### Task goal
Give the data again in full, exactly as written below.

[Collected data]
use alsa::pcm::{Access, Format, PCM};
use alsa::ValueOr;
use std::collections::HashMap;
use std::num::NonZeroU64;
use std::sync::atomic::{AtomicU64, Ordering};
use std::sync::{Arc, Mutex, PoisonError};

use crate::hal::pcm::{
    AccessMode, BufferParams, Direction, HwParams, OpenMode, PcmError, PcmHandle, EBADFD, EINVAL,
};
use crate::hal::traits::PcmBinding;
use crate::hal::types::SampleFormat;

struct SharedPcm(PCM);

// SAFETY: libasound serializes calls on one PCM with its internal per-handle lock
// (thread-safe builds are the default since alsa-lib 1.1.2), and releases it while a
// blocking write waits for space, so `drop_frames` may run concurrently with `writei`.
unsafe impl Sync for SharedPcm {}

/// Production binding over libasound
pub struct AlsaBinding {
    handles: Mutex<HashMap<u64, Arc<SharedPcm>>>,
    next_id: AtomicU64,
}

impl AlsaBinding {
    pub fn new() -> Self {
        Self {
            handles: Mutex::new(HashMap::new()),
            next_id: AtomicU64::new(1),
        }
    }

    fn pcm(&self, handle: PcmHandle) -> Result<Arc<SharedPcm>, PcmError> {
        self.handles
            .lock()
            .unwrap_or_else(PoisonError::into_inner)
            .get(&handle.raw())
            .cloned()
            .ok_or_else(|| PcmError::from_code(EBADFD))
    }
}

impl Default for AlsaBinding {
    fn default() -> Self {
        Self::new()
    }
}

fn translate(e: alsa::Error) -> PcmError {
    PcmError::from_code(e.errno())
}

fn alsa_format(format: SampleFormat) -> Format {
    match format {
        SampleFormat::S16LE => Format::S16LE,
        SampleFormat::S24LE => Format::S243LE,
        SampleFormat::S32LE => Format::S32LE,
        SampleFormat::F32LE => Format::FloatLE,
        SampleFormat::F64LE => Format::Float64LE,
    }
}

impl PcmBinding for AlsaBinding {
    fn open(&self, name: &str, direction: Direction, mode: OpenMode) -> Result<PcmHandle, PcmError> {
        let dir = match direction {
            Direction::Playback => alsa::Direction::Playback,
            Direction::Capture => alsa::Direction::Capture,
        };
        let pcm = PCM::new(name, dir, mode == OpenMode::NonBlocking).map_err(translate)?;

        let id = self.next_id.fetch_add(1, Ordering::Relaxed);
        let raw = NonZeroU64::new(id).ok_or_else(|| PcmError::from_code(EINVAL))?;
        self.handles
            .lock()
            .unwrap_or_else(PoisonError::into_inner)
            .insert(id, Arc::new(SharedPcm(pcm)));
        Ok(PcmHandle::from_raw(raw))
    }

    fn set_params(&self, handle: PcmHandle, params: &HwParams) -> Result<(), PcmError> {
        let shared = self.pcm(handle)?;
        let pcm = &shared.0;
        {
            let hwp = alsa::pcm::HwParams::any(pcm).map_err(translate)?;
            let access = match params.access {
                AccessMode::RwInterleaved => Access::RWInterleaved,
                AccessMode::RwNonInterleaved => Access::RWNonInterleaved,
            };
            hwp.set_access(access).map_err(translate)?;
            hwp.set_format(alsa_format(params.format)).map_err(translate)?;
            hwp.set_channels(params.channels as u32).map_err(translate)?;
            hwp.set_rate_resample(params.allow_resample).map_err(translate)?;
            hwp.set_rate(params.rate_hz, ValueOr::Nearest).map_err(translate)?;
            hwp.set_buffer_time_near(params.latency_us, ValueOr::Nearest)
                .map_err(translate)?;
            hwp.set_period_time_near(params.latency_us / 4, ValueOr::Nearest)
                .map_err(translate)?;
            pcm.hw_params(&hwp).map_err(translate)?;
        }

        // Start once the buffer is mostly full, wake per period
        let current = pcm.hw_params_current().map_err(translate)?;
        let buffer = current.get_buffer_size().map_err(translate)?;
        let period = current.get_period_size().map_err(translate)?;
        let swp = pcm.sw_params_current().map_err(translate)?;
        swp.set_start_threshold(buffer - period).map_err(translate)?;
        swp.set_avail_min(period).map_err(translate)?;
        pcm.sw_params(&swp).map_err(translate)?;
        Ok(())
    }

    fn buffer_params(&self, handle: PcmHandle) -> Result<BufferParams, PcmError> {
        let shared = self.pcm(handle)?;
        let current = shared.0.hw_params_current().map_err(translate)?;
        Ok(BufferParams {
            buffer_frames: current.get_buffer_size().map_err(translate)?.max(0) as u64,
            period_frames: current.get_period_size().map_err(translate)?.max(0) as u64,
            rate_hz: current.get_rate().map_err(translate)?,
        })
    }

    fn write_interleaved(&self, handle: PcmHandle, buffer: &[u8], _frames: usize) -> Result<usize, PcmError> {
        let shared = self.pcm(handle)?;
        let io = shared.0.io_bytes();
        io.writei(buffer).map_err(translate)
    }

    fn prepare(&self, handle: PcmHandle) -> Result<(), PcmError> {
        self.pcm(handle)?.0.prepare().map_err(translate)
    }

    fn drain(&self, handle: PcmHandle) -> Result<(), PcmError> {
        self.pcm(handle)?.0.drain().map_err(translate)
    }

    fn drop_frames(&self, handle: PcmHandle) -> Result<(), PcmError> {
        self.pcm(handle)?.0.drop().map_err(translate)
    }

    fn resume(&self, handle: PcmHandle) -> Result<(), PcmError> {
        self.pcm(handle)?.0.resume().map_err(translate)
    }

    fn recover(&self, handle: PcmHandle, error: PcmError, silent: bool) -> Result<(), PcmError> {
        self.pcm(handle)?.0.recover(error.code(), silent).map_err(translate)
    }

    fn close(&self, handle: PcmHandle) -> Result<(), PcmError> {
        // snd_pcm_close runs when the last in-flight user releases the handle
        self.handles
            .lock()
            .unwrap_or_else(PoisonError::into_inner)
            .remove(&handle.raw())
            .map(|_| ())
            .ok_or_else(|| PcmError::from_code(EBADFD))
    }
}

### Your response
use alsa::pcm::{Access, Format, PCM};
use alsa::ValueOr;
use std::collections::HashMap;
use std::num::NonZeroU64;
use std::sync::atomic::{AtomicU64, Ordering};
use std::sync::{Arc, Mutex, PoisonError};

use crate::hal::pcm::{
    AccessMode, BufferParams, Direction, HwParams, OpenMode, PcmError, PcmHandle, EBADFD, EINVAL,
};
use crate::hal::traits::PcmBinding;
use crate::hal::types::SampleFormat;

struct SharedPcm(PCM);

// SAFETY: libasound serializes calls on one PCM with its internal per-handle lock
// (thread-safe builds are the default since alsa-lib 1.1.2), and releases it while a
// blocking write waits for space, so `drop_frames` may run concurrently with `writei`.
unsafe impl Sync for SharedPcm {}

/// Production binding over libasound
pub struct AlsaBinding {
    handles: Mutex<HashMap<u64, Arc<SharedPcm>>>,
    next_id: AtomicU64,
}

impl AlsaBinding {
    pub fn new() -> Self {
        Self {
            handles: Mutex::new(HashMap::new()),
            next_id: AtomicU64::new(1),
        }
    }

    fn pcm(&self, handle: PcmHandle) -> Result<Arc<SharedPcm>, PcmError> {
        self.handles
            .lock()
            .unwrap_or_else(PoisonError::into_inner)
            .get(&handle.raw())
            .cloned()
            .ok_or_else(|| PcmError::from_code(EBADFD))
    }
}

impl Default for AlsaBinding {
    fn default() -> Self {
        Self::new()
    }
}

fn translate(e: alsa::Error) -> PcmError {
    PcmError::from_code(e.errno())
}

fn alsa_format(format: SampleFormat) -> Format {
    match format {
        SampleFormat::S16LE => Format::S16LE,
        SampleFormat::S24LE => Format::S243LE,
        SampleFormat::S32LE => Format::S32LE,
        SampleFormat::F32LE => Format::FloatLE,
        SampleFormat::F64LE => Format::Float64LE,
    }
}

impl PcmBinding for AlsaBinding {
    fn open(&self, name: &str, direction: Direction, mode: OpenMode) -> Result<PcmHandle, PcmError> {
        let dir = match direction {
            Direction::Playback => alsa::Direction::Playback,
            Direction::Capture => alsa::Direction::Capture,
        };
        let pcm = PCM::new(name, dir, mode == OpenMode::NonBlocking).map_err(translate)?;

        let id = self.next_id.fetch_add(1, Ordering::Relaxed);
        let raw = NonZeroU64::new(id).ok_or_else(|| PcmError::from_code(EINVAL))?;
        self.handles
            .lock()
            .unwrap_or_else(PoisonError::into_inner)
            .insert(id, Arc::new(SharedPcm(pcm)));
        Ok(PcmHandle::from_raw(raw))
    }

    fn set_params(&self, handle: PcmHandle, params: &HwParams) -> Result<(), PcmError> {
        let shared = self.pcm(handle)?;
        let pcm = &shared.0;
        {
            let hwp = alsa::pcm::HwParams::any(pcm).map_err(translate)?;
            let access = match params.access {
                AccessMode::RwInterleaved => Access::RWInterleaved,
                AccessMode::RwNonInterleaved => Access::RWNonInterleaved,
            };
            hwp.set_access(access).map_err(translate)?;
            hwp.set_format(alsa_format(params.format)).map_err(translate)?;
            hwp.set_channels(params.channels as u32).map_err(translate)?;
            hwp.set_rate_resample(params.allow_resample).map_err(translate)?;
            hwp.set_rate(params.rate_hz, ValueOr::Nearest).map_err(translate)?;
            hwp.set_buffer_time_near(params.latency_us, ValueOr::Nearest)
                .map_err(translate)?;
            hwp.set_period_time_near(params.latency_us / 4, ValueOr::Nearest)
                .map_err(translate)?;
            pcm.hw_params(&hwp).map_err(translate)?;
        }

        // Start once the buffer is mostly full, wake per period
        let current = pcm.hw_params_current().map_err(translate)?;
        let buffer = current.get_buffer_size().map_err(translate)?;
        let period = current.get_period_size().map_err(translate)?;
        let swp = pcm.sw_params_current().map_err(translate)?;
        swp.set_start_threshold(buffer - period).map_err(translate)?;
        swp.set_avail_min(period).map_err(translate)?;
        pcm.sw_params(&swp).map_err(translate)?;
        Ok(())
    }

    fn buffer_params(&self, handle: PcmHandle) -> Result<BufferParams, PcmError> {
        let shared = self.pcm(handle)?;
        let current = shared.0.hw_params_current().map_err(translate)?;
        Ok(BufferParams {
            buffer_frames: current.get_buffer_size().map_err(translate)?.max(0) as u64,
            period_frames: current.get_period_size().map_err(translate)?.max(0) as u64,
            rate_hz: current.get_rate().map_err(translate)?,
        })
    }

    fn write_interleaved(&self, handle: PcmHandle, buffer: &[u8], _frames: usize) -> Result<usize, PcmError> {
        let shared = self.pcm(handle)?;
        let io = shared.0.io_bytes();
        io.writei(buffer).map_err(translate)
    }

    fn prepare(&self, handle: PcmHandle) -> Result<(), PcmError> {
        self.pcm(handle)?.0.prepare().map_err(translate)
    }

    fn drain(&self, handle: PcmHandle) -> Result<(), PcmError> {
        self.pcm(handle)?.0.drain().map_err(translate)
    }

    fn drop_frames(&self, handle: PcmHandle) -> Result<(), PcmError> {
        self.pcm(handle)?.0.drop().map_err(translate)
    }

    fn resume(&self, handle: PcmHandle) -> Result<(), PcmError> {
        self.pcm(handle)?.0.resume().map_err(translate)
    }

    fn recover(&self, handle: PcmHandle, error: PcmError, silent: bool) -> Result<(), PcmError> {
        self.pcm(handle)?.0.recover(error.code(), silent).map_err(translate)
    }

    fn close(&self, handle: PcmHandle) -> Result<(), PcmError> {
        // snd_pcm_close runs when the last in-flight user releases the handle
        self.handles
            .lock()
            .unwrap_or_else(PoisonError::into_inner)
            .remove(&handle.raw())
            .map(|_| ())
            .ok_or_else(|| PcmError::from_code(EBADFD))
    }
}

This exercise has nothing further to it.